What the task asks: Go through the entries below and copy each line containing the word "usize".

Exercise inputs:
//! # Resultados da Desambiguação
//!
//! Os tokens de entrada nunca são mutados. O sentido de cada alvo vai para
//! uma tabela lateral indexada por [`TokenId`], com os mesmos nomes de
//! atributo que o restante do pipeline usa:
//!
//! - `wsd`: rótulo do sentido escolhido
//! - `wsd-top-x`: lista ranqueada (só quando top-X está ligado)
//!
//! Alvos compostos ficam numa lista separada, indexada pelo par de tokens.
//! Escrever de novo no mesmo token sobrescreve o valor anterior.

use std::collections::BTreeMap;

use serde::{Deserialize, Serialize};

use crate::classifier::{Classification, RankedSense};
use crate::token::{Token, TokenId};

/// Nome do atributo com o sentido escolhido.
pub const WSD_ATTRIBUTE: &str = "wsd";
/// Nome do atributo com a lista top-X.
pub const WSD_TOP_X_ATTRIBUTE: &str = "wsd-top-x";

/// Anotação de um alvo.
#[derive(Debug, Clone, PartialEq, Serialize, Deserialize)]
pub struct SenseAnnotation {
    pub wsd: String,
    #[serde(rename = "wsd-top-x", default, skip_serializing_if = "Option::is_none")]
    pub wsd_top_x: Option<Vec<RankedSense>>,
}

/// Anotação de um par de substantivos adjacentes tratado como um alvo.
#[derive(Debug, Clone, PartialEq, Serialize, Deserialize)]
pub struct CompoundAnnotation {
    pub first: TokenId,
    pub second: TokenId,
    pub lemma: String,
    #[serde(flatten)]
    pub annotation: SenseAnnotation,
}

/// Destino das anotações produzidas pelo pipeline.
pub trait ResultWriter {
    fn write_sense(&mut self, token: TokenId, sense: &Classification);
    fn write_top_x(&mut self, token: TokenId, ranked: Vec<RankedSense>);
    fn write_compound(&mut self, first: TokenId, second: TokenId, lemma: &str, sense: &Classification);
}

/// Tabela lateral com as anotações de uma sentença.
#[derive(Debug, Clone, Default, PartialEq, Serialize, Deserialize)]
pub struct DisambiguationResults {
    pub senses: BTreeMap<TokenId, SenseAnnotation>,
    #[serde(default, skip_serializing_if = "Vec::is_empty")]
    pub compounds: Vec<CompoundAnnotation>,
}

impl DisambiguationResults {
    pub fn new() -> Self {
        Self::default()
    }

    pub fn is_empty(&self) -> bool {
        self.senses.is_empty() && self.compounds.is_empty()
    }

    pub fn len(&self) -> usize {
        self.senses.len()
    }

    /// Sentido atribuído ao token, se houver.
    pub fn sense(&self, token: TokenId) -> Option<&str> {
        self.senses.get(&token).map(|a| a.wsd.as_str())
    }

    pub fn top_x(&self, token: TokenId) -> Option<&[RankedSense]> {
        self.senses.get(&token)?.wsd_top_x.as_deref()
    }

    pub fn compound(&self, first: TokenId, second: TokenId) -> Option<&CompoundAnnotation> {
        self.compounds
            .iter()
            .find(|c| c.first == first && c.second == second)
    }

    /// Junta tokens e anotações numa visão serializável.
    pub fn annotate(&self, tokens: &[Token]) -> Vec<AnnotatedToken> {
        tokens
            .iter()
            .map(|token| {
                let annotation = self.senses.get(&token.id);
                AnnotatedToken {
                    token: token.clone(),
                    wsd: annotation.map(|a| a.wsd.clone()),
                    wsd_top_x: annotation.and_then(|a| a.wsd_top_x.clone()),
                }
            })
            .collect()
    }
}

impl ResultWriter for DisambiguationResults {
    fn write_sense(&mut self, token: TokenId, sense: &Classification) {
        self.senses
            .entry(token)
            .and_modify(|a| a.wsd = sense.label.clone())
            .or_insert_with(|| SenseAnnotation {
                wsd: sense.label.clone(),
                wsd_top_x: None,
            });
    }

    /// Só tem efeito se o token já recebeu um sentido.
    fn write_top_x(&mut self, token: TokenId, ranked: Vec<RankedSense>) {
        if let Some(annotation) = self.senses.get_mut(&token) {
            annotation.wsd_top_x = Some(ranked);
        }
    }

    fn write_compound(&mut self, first: TokenId, second: TokenId, lemma: &str, sense: &Classification) {
        let annotation = SenseAnnotation {
            wsd: sense.label.clone(),
            wsd_top_x: None,
        };
        match self
            .compounds
            .iter_mut()
            .find(|c| c.first == first && c.second == second)
        {
            Some(existing) => {
                existing.lemma = lemma.to_string();
                existing.annotation = annotation;
            }
            None => self.compounds.push(CompoundAnnotation {
                first,
                second,
                lemma: lemma.to_string(),
                annotation,
            }),
        }
    }
}

/// Token com os atributos de sentido, no formato de saída.
#[derive(Debug, Clone, PartialEq, Serialize, Deserialize)]
pub struct AnnotatedToken {
    #[serde(flatten)]
    pub token: Token,
    #[serde(default, skip_serializing_if = "Option::is_none")]
    pub wsd: Option<String>,
    #[serde(rename = "wsd-top-x", default, skip_serializing_if = "Option::is_none")]
    pub wsd_top_x: Option<Vec<RankedSense>>,
}
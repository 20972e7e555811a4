use super::breakpoints::BreakpointList;

/// Merge breakpoints found at two decomposition levels
///
/// Every `base` breakpoint is kept. An `addon` breakpoint is dropped when it
/// falls in `[b - window, b + window]` around a base breakpoint `b`, where it
/// is taken to be the same event seen at another scale.
///
/// The tolerance is applied asymmetrically during the scan: for each base
/// breakpoint all remaining addon entries up to `b + window` are consumed,
/// and only those strictly below `b - window` are emitted. Addon entries left
/// after the last base breakpoint are appended.
///
/// Both inputs must be ascending. `joined` is cleared and refilled.
pub fn unify_levels(base: &[usize], addon: &[usize], window: usize, joined: &mut BreakpointList) {
    joined.clear();

    let mut addon_iter = addon.iter().copied().peekable();
    for &b in base {
        let lower = b.saturating_sub(window);
        while let Some(a) = addon_iter.next_if(|&a| a <= b.saturating_add(window)) {
            if a < lower {
                joined.push(a);
            }
        }
        joined.push(b);
    }
    for a in addon_iter {
        joined.push(a);
    }
}
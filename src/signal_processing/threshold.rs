use super::breakpoints::BreakpointList;
use crate::error::{HaarSegError, Result};

/// Hard-threshold peak candidates in place
///
/// Keeps the candidates whose coefficient is at least `threshold` in
/// magnitude, preserving their order.
///
/// # Errors
/// `PreconditionViolation` if a candidate lies outside `coefficients`; the
/// list is left untouched in that case.
pub fn hard_threshold(
    coefficients: &[f64],
    threshold: f64,
    peaks: &mut BreakpointList,
) -> Result<()> {
    if let Some(&last) = peaks.last() {
        if last >= coefficients.len() {
            return Err(HaarSegError::PreconditionViolation(format!(
                "peak {last} outside coefficient buffer of length {}",
                coefficients.len()
            )));
        }
    }
    peaks.retain(|&k| {
        let value = coefficients[k];
        value >= threshold || value <= -threshold
    });
    Ok(())
}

Solution to the exercise:
    pub fn len(&self) -> usize {
pub fn unify_levels(base: &[usize], addon: &[usize], window: usize, joined: &mut BreakpointList) {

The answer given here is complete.